§ Task details
In the records below, tally each line that contains the word "GzEncoder" and give the total only.

§ Supplied material
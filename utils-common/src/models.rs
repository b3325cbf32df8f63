use chrono::NaiveDate;
use once_cell::sync::Lazy;
use regex::Regex;
use serde::{Deserialize, Serialize};
use std::fmt;
use std::str::FromStr;
use thiserror::Error;

/// 卡片与详情页在缺少配图时使用的占位图
pub const PLACEHOLDER_IMAGE: &str = "/placeholder.svg";

/// 卡片上最多展示的标签数量
pub const PREVIEW_TAG_LIMIT: usize = 3;

// 只认开头的整数部分，后面的 "min read" 等文字忽略
static READ_TIME_PATTERN: Lazy<Regex> =
    Lazy::new(|| Regex::new(r"^\s*([0-9]+)").expect("read time pattern is valid"));

/// 阅读时长解析错误
#[derive(Debug, Clone, PartialEq, Eq, Error)]
pub enum ReadTimeError {
    #[error("阅读时长缺少开头的数字: {0:?}")]
    MissingMinutes(String),
    #[error("阅读时长超出范围: {0:?}")]
    OutOfRange(String),
}

/// 阅读时长 - 保留原始文案用于展示，开头的整数用于排序
#[derive(Clone, Debug, PartialEq, Eq, Serialize, Deserialize)]
#[serde(try_from = "String", into = "String")]
pub struct ReadTime {
    minutes: u32,
    label: String,
}

impl ReadTime {
    /// 从 "8 min read" 这样的文案解析
    pub fn parse(label: &str) -> Result<Self, ReadTimeError> {
        let caps = READ_TIME_PATTERN
            .captures(label)
            .ok_or_else(|| ReadTimeError::MissingMinutes(label.to_string()))?;
        let minutes = caps[1]
            .parse::<u32>()
            .map_err(|_| ReadTimeError::OutOfRange(label.to_string()))?;

        Ok(Self {
            minutes,
            label: label.to_string(),
        })
    }

    /// 分钟数
    pub fn minutes(&self) -> u32 {
        self.minutes
    }

    /// 原始文案
    pub fn label(&self) -> &str {
        &self.label
    }
}

impl FromStr for ReadTime {
    type Err = ReadTimeError;

    fn from_str(s: &str) -> Result<Self, Self::Err> {
        Self::parse(s)
    }
}

impl TryFrom<String> for ReadTime {
    type Error = ReadTimeError;

    fn try_from(value: String) -> Result<Self, Self::Error> {
        Self::parse(&value)
    }
}

impl From<ReadTime> for String {
    fn from(value: ReadTime) -> Self {
        value.label
    }
}

impl fmt::Display for ReadTime {
    fn fmt(&self, f: &mut fmt::Formatter<'_>) -> fmt::Result {
        f.pad(&self.label)
    }
}

/// 博客文章 - 页面加载期间只读
#[derive(Serialize, Deserialize, Clone, Debug, PartialEq, Eq)]
#[serde(rename_all = "camelCase")]
pub struct Post {
    /// 文章唯一标识符
    pub id: u32,
    /// 文章标题
    pub title: String,
    /// 文章摘要
    pub excerpt: String,
    /// 分类
    pub category: String,
    /// 标签列表，顺序即展示顺序
    pub tags: Vec<String>,
    /// 发布日期 (YYYY-MM-DD)
    pub date: NaiveDate,
    /// 阅读时长
    pub read_time: ReadTime,
    /// 详情页路径标识，目录内唯一
    pub slug: String,
    /// 配图路径
    #[serde(default)]
    pub image: Option<String>,
    /// 作者
    #[serde(default)]
    pub author: Option<String>,
    /// 详情页正文 (HTML)
    #[serde(default)]
    pub content: Option<String>,
}

impl Post {
    /// 配图路径，缺失时回退到占位图
    pub fn image_or_placeholder(&self) -> &str {
        self.image.as_deref().unwrap_or(PLACEHOLDER_IMAGE)
    }

    /// 卡片上展示的前几个标签
    pub fn preview_tags(&self) -> &[String] {
        &self.tags[..self.tags.len().min(PREVIEW_TAG_LIMIT)]
    }

    /// 详情页链接
    pub fn url(&self) -> String {
        format!("/blog/{}", self.slug)
    }
}
pub mod compression;
pub mod models;

// 重新导出常用类型和函数，方便直接使用
pub use compression::{to_compressed, from_compressed, to_binary, from_binary, validate_compressed_data, CodecError};
pub use models::{Post, ReadTime, ReadTimeError, PLACEHOLDER_IMAGE};
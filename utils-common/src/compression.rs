use std::io::{self, Read, Write};
use flate2::{Compression, write::GzEncoder, read::GzDecoder};
use thiserror::Error;

/// 魔数常量 - 用于标识快照文件格式
pub const MAGIC_BYTES: &[u8] = b"BLOGC";

/// 头部长度: 魔数 + 版本号(2) + 原始数据大小(4)
pub const HEADER_LEN: usize = MAGIC_BYTES.len() + 2 + 4;

/// 快照编解码错误
#[derive(Debug, Error)]
pub enum CodecError {
    #[error("数据太短，无法解析: {0} 字节")]
    TooShort(usize),

    #[error("无效的文件格式：魔数不匹配")]
    BadMagic,

    #[error("不支持的版本: {0}.{1}")]
    UnsupportedVersion(u8, u8),

    #[error("解压后数据大小不匹配: 期望 {expected} 字节, 实际 {actual} 字节")]
    LengthMismatch { expected: usize, actual: usize },

    #[error("数据过大，无法写入头部: {0} 字节")]
    TooLarge(usize),

    #[error("压缩数据读写失败")]
    Io(#[from] io::Error),

    #[error("序列化失败: {0}")]
    Encode(#[from] bincode::error::EncodeError),

    #[error("反序列化失败: {0}")]
    Decode(#[from] bincode::error::DecodeError),
}

/// 将对象序列化为二进制格式
pub fn to_binary<T: serde::Serialize>(obj: &T) -> Result<Vec<u8>, CodecError> {
    Ok(bincode::serde::encode_to_vec(obj, bincode::config::standard())?)
}

/// 从二进制格式反序列化对象
pub fn from_binary<T: serde::de::DeserializeOwned>(data: &[u8]) -> Result<T, CodecError> {
    let (value, _) = bincode::serde::decode_from_slice(data, bincode::config::standard())?;
    Ok(value)
}

/// 将对象序列化为压缩的二进制格式
pub fn to_compressed<T: serde::Serialize>(obj: &T, version: [u8; 2]) -> Result<Vec<u8>, CodecError> {
    let binary = to_binary(obj)?;
    let data_len = u32::try_from(binary.len()).map_err(|_| CodecError::TooLarge(binary.len()))?;

    let mut output = Vec::with_capacity(HEADER_LEN + binary.len() / 2);
    output.extend_from_slice(MAGIC_BYTES);
    output.extend_from_slice(&version);
    output.extend_from_slice(&data_len.to_le_bytes());

    let mut encoder = GzEncoder::new(output, Compression::best());
    encoder.write_all(&binary)?;
    Ok(encoder.finish()?)
}

/// 从压缩的二进制格式反序列化对象，使用默认最大版本1
pub fn from_compressed<T: serde::de::DeserializeOwned>(data: &[u8]) -> Result<T, CodecError> {
    from_compressed_with_max_version(data, 1)
}

/// 从压缩的二进制格式反序列化对象，允许指定支持的最大主版本
pub fn from_compressed_with_max_version<T: serde::de::DeserializeOwned>(
    data: &[u8],
    max_version: u8,
) -> Result<T, CodecError> {
    validate_compressed_data_with_max_version(data, max_version)?;

    let size_offset = MAGIC_BYTES.len() + 2;
    let mut size_bytes = [0u8; 4];
    size_bytes.copy_from_slice(&data[size_offset..HEADER_LEN]);
    let original_size = u32::from_le_bytes(size_bytes) as usize;

    // 头部长度不可信，预分配以压缩数据大小为上限
    let compressed = &data[HEADER_LEN..];
    let mut decoder = GzDecoder::new(compressed);
    let mut decompressed = Vec::with_capacity(original_size.min(compressed.len().saturating_mul(8)));
    decoder.read_to_end(&mut decompressed)?;

    if decompressed.len() != original_size {
        return Err(CodecError::LengthMismatch {
            expected: original_size,
            actual: decompressed.len(),
        });
    }

    from_binary(&decompressed)
}

/// 验证压缩数据头部是否有效
pub fn validate_compressed_data(data: &[u8]) -> Result<[u8; 2], CodecError> {
    validate_compressed_data_with_max_version(data, 1)
}

/// 验证压缩数据头部是否有效，允许指定支持的最大主版本
pub fn validate_compressed_data_with_max_version(
    data: &[u8],
    max_version: u8,
) -> Result<[u8; 2], CodecError> {
    if data.len() < HEADER_LEN {
        return Err(CodecError::TooShort(data.len()));
    }

    if &data[..MAGIC_BYTES.len()] != MAGIC_BYTES {
        return Err(CodecError::BadMagic);
    }

    let version_offset = MAGIC_BYTES.len();
    let version = [data[version_offset], data[version_offset + 1]];
    if version[0] > max_version {
        return Err(CodecError::UnsupportedVersion(version[0], version[1]));
    }

    Ok(version)
}

#[cfg(test)]
mod tests {
    use super::*;
    use serde::{Deserialize, Serialize};

    #[derive(Serialize, Deserialize, Debug, PartialEq)]
    struct Sample {
        name: String,
        values: Vec<u32>,
    }

    fn sample() -> Sample {
        Sample {
            name: "catalog".to_string(),
            values: vec![8, 12, 10],
        }
    }

    #[test]
    fn header_carries_magic_and_version() {
        let data = to_compressed(&sample(), [1, 2]).unwrap();
        assert_eq!(&data[..5], MAGIC_BYTES);
        assert_eq!(validate_compressed_data(&data).unwrap(), [1, 2]);

        let decoded: Sample = from_compressed(&data).unwrap();
        assert_eq!(decoded, sample());
    }

    #[test]
    fn newer_major_version_is_rejected() {
        let data = to_compressed(&sample(), [2, 0]).unwrap();
        assert!(matches!(
            from_compressed::<Sample>(&data),
            Err(CodecError::UnsupportedVersion(2, 0))
        ));
        assert!(from_compressed_with_max_version::<Sample>(&data, 2).is_ok());
    }

    #[test]
    fn truncated_or_foreign_data_is_rejected() {
        assert!(matches!(validate_compressed_data(b"BLOG"), Err(CodecError::TooShort(4))));
        assert!(matches!(
            validate_compressed_data(b"NECMP\x03\x00\x00\x00\x00\x00"),
            Err(CodecError::BadMagic)
        ));
    }

    #[test]
    fn length_field_is_checked_after_inflate() {
        let mut data = to_compressed(&sample(), [1, 0]).unwrap();
        let size_offset = MAGIC_BYTES.len() + 2;
        data[size_offset] = data[size_offset].wrapping_add(1);

        assert!(matches!(
            from_compressed::<Sample>(&data),
            Err(CodecError::LengthMismatch { .. })
        ));
    }

    #[test]
    fn forged_huge_length_returns_error() {
        let mut data = to_compressed(&vec![1u32, 2, 3], [1, 0]).unwrap();
        let size_offset = MAGIC_BYTES.len() + 2;
        data[size_offset..HEADER_LEN].copy_from_slice(&u32::MAX.to_le_bytes());

        assert!(matches!(
            from_compressed::<Vec<u32>>(&data),
            Err(CodecError::LengthMismatch { expected, .. }) if expected == u32::MAX as usize
        ));
    }
}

§ Response to the task
2